Board Chairman Joe Stanley described it as one of the better design presentations he’s seen. Wang insisted the real thing will surpass the drawings.
There were some questions. Board member Dick Tighe asked about lost revenue from metered parking spaces that will be eliminated on Morris Street and Lackawanna Place. Vitolo said he will discuss that next week with the Morristown Parking Authority.
Mayor Tim Dougherty said he’s not convinced that 11-percent reflective windows and dimmed lights at night will avert bird strikes. He also sounded lukewarm about the terra-cotta design, saying he wanted to observe New York offices in that style.
And what happens when the murals’ 10-year warranty expires? inquired board member Debra Gottsleben. Wang said he hoped it would be “a matter of pride” for any future owner to maintain the scrims.
Renderings showed mechanical equipment atop the two buildings shielded from view by boxy structures Wang called penthouses.

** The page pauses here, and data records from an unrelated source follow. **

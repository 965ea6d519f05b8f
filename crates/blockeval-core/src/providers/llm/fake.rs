use super::LlmClient;
use crate::model::LlmResponse;
use async_trait::async_trait;
use std::collections::VecDeque;
use std::sync::Mutex;

/// Scripted client for tests and dry runs: replays queued replies in order
/// and remembers every prompt it was sent.
pub struct FakeClient {
    model: String,
    replies: Mutex<VecDeque<Result<String, String>>>,
    prompts: Mutex<Vec<String>>,
}

impl FakeClient {
    pub fn new(model: impl Into<String>) -> Self {
        Self {
            model: model.into(),
            replies: Mutex::new(VecDeque::new()),
            prompts: Mutex::new(Vec::new()),
        }
    }

    pub fn with_response(self, text: impl Into<String>) -> Self {
        if let Ok(mut q) = self.replies.lock() {
            q.push_back(Ok(text.into()));
        }
        self
    }

    pub fn with_error(self, message: impl Into<String>) -> Self {
        if let Ok(mut q) = self.replies.lock() {
            q.push_back(Err(message.into()));
        }
        self
    }

    /// Prompts received so far.
    pub fn prompts(&self) -> Vec<String> {
        self.prompts.lock().map(|p| p.clone()).unwrap_or_default()
    }
}

#[async_trait]
impl LlmClient for FakeClient {
    async fn complete(&self, prompt: &str) -> anyhow::Result<LlmResponse> {
        self.prompts
            .lock()
            .map_err(|_| anyhow::anyhow!("fake client state poisoned"))?
            .push(prompt.to_string());

        let next = self
            .replies
            .lock()
            .map_err(|_| anyhow::anyhow!("fake client state poisoned"))?
            .pop_front();

        match next {
            Some(Ok(text)) => Ok(LlmResponse {
                text,
                provider: "fake".to_string(),
                model: self.model.clone(),
                meta: serde_json::Value::Null,
            }),
            Some(Err(message)) => anyhow::bail!(message),
            None => anyhow::bail!("no more fake responses"),
        }
    }

    fn provider_name(&self) -> &'static str {
        "fake"
    }

    fn model_name(&self) -> &str {
        &self.model
    }
}
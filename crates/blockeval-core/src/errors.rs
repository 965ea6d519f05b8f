//! Error types for the evaluation pipeline.
//!
//! Block-level failures abort the run. Per-entry problems in a model reply
//! (missing `local_id`, odd labels) never surface here; they count as misses.

/// Model output that could not be decoded as JSON.
#[derive(Debug, thiserror::Error)]
#[error("failed to parse model JSON: {raw}")]
pub struct MalformedResponse {
    /// Reply text exactly as the model returned it.
    pub raw: String,
    #[source]
    pub source: serde_json::Error,
}

/// Evaluation errors.
#[derive(Debug, thiserror::Error)]
pub enum EvalError {
    /// No API key from the command line or the environment.
    #[error(
        "missing Gemini API key: provide --api-key or set GEMINI_API_KEY/VITE_GEMINI_API_KEY"
    )]
    MissingCredential,

    /// The requested configuration yields zero blocks.
    #[error("no samples found for the requested configuration")]
    NoSamplesAvailable,

    /// The model provider failed for a block.
    #[error("model request failed for block {block}")]
    ModelCallFailed {
        block: usize,
        #[source]
        source: anyhow::Error,
    },

    /// The model reply for a block was not valid JSON.
    #[error("block {block}: malformed model response")]
    MalformedResponse {
        block: usize,
        #[source]
        source: MalformedResponse,
    },

    /// A dataset row carries a label index outside the label table.
    #[error("dataset row {dataset_index} has label index {label}, but only {classes} classes are known")]
    LabelOutOfRange {
        dataset_index: usize,
        label: i64,
        classes: usize,
    },

    /// The dataset declares label names that differ from the label table.
    #[error("dataset label names {found:?} do not match the label table {expected:?}")]
    LabelTableMismatch {
        expected: Vec<String>,
        found: Vec<String>,
    },

    /// The dataset could not be read or fetched.
    #[error("dataset error: {message}")]
    Dataset { message: String },

    /// Invalid configuration.
    #[error("configuration error: {message}")]
    Config { message: String },
}

impl EvalError {
    /// Exit code for CLI.
    pub fn exit_code(&self) -> i32 {
        match self {
            Self::NoSamplesAvailable => 1,

            Self::MissingCredential => 2,
            Self::Config { .. } => 2,
            Self::LabelOutOfRange { .. } => 2,
            Self::LabelTableMismatch { .. } => 2,

            Self::ModelCallFailed { .. } => 3,
            Self::MalformedResponse { .. } => 3,

            Self::Dataset { .. } => 4,
        }
    }

    /// Block the error belongs to, if any.
    pub fn block(&self) -> Option<usize> {
        match self {
            Self::ModelCallFailed { block, .. } | Self::MalformedResponse { block, .. } => {
                Some(*block)
            }
            _ => None,
        }
    }
}

impl From<reqwest::Error> for EvalError {
    fn from(err: reqwest::Error) -> Self {
        Self::Dataset {
            message: err.to_string(),
        }
    }
}

/// Result type for evaluation operations.
pub type EvalResult<T> = Result<T, EvalError>;
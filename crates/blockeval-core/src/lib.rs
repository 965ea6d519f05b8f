//! Block-batched emotion classification harness.
//!
//! Sentences from an emotion-labelled dataset are grouped into fixed-size
//! blocks, each block is rendered into one prompt, and the model's JSON reply
//! is parsed, normalized and scored against the gold labels.
//!
//! # Quick Start
//!
//! ```no_run
//! use std::sync::Arc;
//! use blockeval_core::{
//!     BlockIter, DatasetSource, Evaluator, GeminiClient, HubDatasetSource, ModelConfig,
//!     DEFAULT_BLOCK_SIZE,
//! };
//!
//! # async fn example() -> anyhow::Result<()> {
//! let config = ModelConfig::from_env().with_api_key("key");
//! let client = Arc::new(GeminiClient::new(config, DEFAULT_BLOCK_SIZE)?);
//!
//! let dataset = HubDatasetSource::default().load("test", 8).await?;
//! let summary = Evaluator::new(client, DEFAULT_BLOCK_SIZE)
//!     .evaluate(BlockIter::new(&dataset, DEFAULT_BLOCK_SIZE, 2))
//!     .await?;
//! println!("accuracy: {}", summary.accuracy);
//! # Ok(())
//! # }
//! ```
//!
//! # Configuration
//!
//! | Environment Variable | Description |
//! |---------------------|-------------|
//! | `GEMINI_API_KEY` | API credential (first choice) |
//! | `VITE_GEMINI_API_KEY` | API credential (fallback) |
//! | `BLOCKEVAL_GEMINI_URL` | Model API base URL (default: `https://generativelanguage.googleapis.com/v1beta`) |
//! | `BLOCKEVAL_TIMEOUT` | Model request timeout in seconds (default: 120) |
//! | `BLOCKEVAL_DATASETS_URL` | Datasets-server base URL (default: `https://datasets-server.huggingface.co`) |

pub mod blocks;
pub mod config;
pub mod dataset;
pub mod errors;
pub mod evaluator;
pub mod labels;
pub mod model;
pub mod parse;
pub mod providers;

pub use blocks::{render_prompt, BlockIter, DEFAULT_BLOCK_SIZE};
pub use config::{resolve_api_key, resolve_api_key_with, GenerationConfig, ModelConfig};
pub use dataset::{
    hub::HubDatasetSource, jsonl::JsonlDatasetSource, Dataset, DatasetRow, DatasetSource,
};
pub use errors::{EvalError, EvalResult, MalformedResponse};
pub use evaluator::{accuracy_from_json, accuracy_from_results, accuracy_percent, Evaluator};
pub use labels::{label_for_index, normalize_label, LABELS};
pub use model::{Block, ExportedResult, LlmResponse, PredictionEntry, ResultRecord, Sample, Summary};
pub use parse::{extract_predictions, parse_block_response, sanitize_json_text};
pub use providers::llm::{gemini::GeminiClient, tracing::TracingLlmClient, LlmClient};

“To me, that doesn’t look like a penthouse,” said Board Planner Greer Patras.
Wang said “mechanical penthouse” is an architectural term that differs from the common perception of penthouses.
Despite the architect’s efforts to create texture with cornices, colors and contrasting window patterns, Patras felt the buildings still appeared “flat.” She also contended the bright white parking deck clashed with the rest of the color scheme.
Morristown requires major developments to underwrite public art on their properties. Questioned by Patras, Wang said the murals are meant to “enhance the public experience”; whether they satisfy the developer’s art obligation is to be determined.
“It could if that was a commissioned public art piece,” Wang said.
Project art will be discussed at a future meeting, said Vitolo, the M Station attorney.
Patras also wanted to know if M Station will include “non-binary” (gender-neutral) bathrooms (it won’t), and whether the coronavirus, with its emphasis on social distancing and low-touch fixtures, has prompted any design changes.
“We’re still in the throes of the pandemic… it’s definitely an ongoing dialogue we are having,” Wang said.
A reporter’s questions about Deloitte’s lease status — the firm just announced 5,000 layoffs nationwide–and the viability of office buildings in a COVID-19 world, were not entertained; public questions were limited to specific testimony.
Large audiences brought plenty of questions to last year’s council hearings. Nobody watching from home on Thursday posed any queries to the board.
Responding to board questions from last week’s hearing, Vitolo said the developers have agreed to extend water lines to the roundabout for plantings. They also will monitor on-site air quality during construction, for the benefit of the Spring Hills assisted living center, he said.
In one of the Thursday’s more interesting exchanges, Wang explained why windows represent 45 percent of the two buildings’ facades. Sunlight makes for happier, healthier employees–he claimed hospitals with more sun have better patient outcomes.
Windows also symbolize transparency for companies like Deloitte, he asserted.
“We want you to see us, and we want to see you,” Wang said.
This story has been updated to include additional details about the rooftop penthouses, the developer’s public art obligation, and nationwide layoffs at Deloitte.